▶ _WORK INSTRUCTION_
The answer is the number of lines in the data that contain the word "BandSample"; give it alone.

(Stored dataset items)
⟨
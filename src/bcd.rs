//! Per-k-point Berry curvature dipole.
//!
//! For every band $n$ whose energy falls in the window, the Berry curvature
//! pseudovector
//! $$\Og_n^c=\sum_{m\neq n,\ \lt|\ve_m-\ve_n\rt|>10^{-4}}\f{\tx{Re}\lt(2i\\,v^a_{nm}v^b_{mn}\rt)}{(\ve_m-\ve_n)^2},\qquad (a,b,c)\in\\{(1,2,0),(2,0,1),(0,1,2)\\}$$
//! is weighted with the group velocity $\tx{Re}\\,v^a_{nn}$ and added to the energy bin of $\ve_n$:
//! $$D_{ab}(\ve_n)\mathrel{+}=\tx{Re}\\,v^a_{nn}\\,\Og_n^b.$$
//! Integrated over the zone and binned in energy this is the Fermi-surface
//! weighted dipole $\sum_n\int\dd\bm k\\,\p_a\ve_n\Og_n^b\\,\dt(\ve_n-E)$.
use ndarray::prelude::*;
use num_complex::Complex;
use rayon::prelude::*;

use crate::math::re_two_i;
use crate::parameters::EnergyAxis;
use crate::solver::BandSample;

/// Band pairs closer than this are degenerate and left out of the curvature.
pub const DEGENERACY_CUTOFF: f64 = 1e-4;

/// $(a,b,c)$: component $c$ of the curvature is built from $v^a$ and $v^b$.
const CYCLIC: [(usize, usize, usize); 3] = [(1, 2, 0), (2, 0, 1), (0, 1, 2)];

/// Berry curvature vector $\bm\Og_n$ of band `n` at one k point.
///
/// `band` holds the eigenvalues, `v` the velocity matrices with shape `[3, B, B]`.
#[inline(always)]
pub fn berry_curvature_n(
    band: ArrayView1<f64>,
    v: ArrayView3<Complex<f64>>,
    n: usize,
) -> [f64; 3] {
    let mut omega = [0.0; 3];
    let e_n = band[n];
    for (m, &e_m) in band.iter().enumerate() {
        let de = e_m - e_n;
        if m == n || de.abs() <= DEGENERACY_CUTOFF {
            continue;
        }
        let c2 = de * de;
        for &(a, b, c) in CYCLIC.iter() {
            omega[c] += re_two_i(v[[a, n, m]], v[[b, m, n]]) / c2;
        }
    }
    omega
}

/// Dipole contribution of one k point, shape `[n_bins, 9]`, row entry `a*3+b`.
pub fn bcd_onek(
    band: ArrayView1<f64>,
    v: ArrayView3<Complex<f64>>,
    energy: &EnergyAxis,
) -> Array2<f64> {
    let mut out = Array2::<f64>::zeros((energy.num, 9));
    for (n, &e_n) in band.iter().enumerate() {
        let Some(idx) = energy.bin(e_n) else {
            continue;
        };
        let omega = berry_curvature_n(band, v, n);
        let mut row = out.row_mut(idx);
        for a in 0..3 {
            let v_a = v[[a, n, n]].re;
            for b in 0..3 {
                row[a * 3 + b] += v_a * omega[b];
            }
        }
    }
    out
}

/// Dipole contribution of every k point of a solved batch, shape `[K, n_bins, 9]`.
///
/// The k points are processed in parallel; each row only depends on its own k point.
pub fn bcd_pl(sample: &BandSample, energy: &EnergyAxis) -> Array3<f64> {
    let mut out = Array3::<f64>::zeros((sample.nk(), energy.num, 9));
    out.axis_iter_mut(Axis(0))
        .into_par_iter()
        .zip(sample.band.axis_iter(Axis(0)).into_par_iter())
        .zip(sample.velocity.axis_iter(Axis(0)).into_par_iter())
        .for_each(|((mut o, band), v)| o.assign(&bcd_onek(band, v, energy)));
    out
}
⟩
▶ _WRITTEN REPLY_
2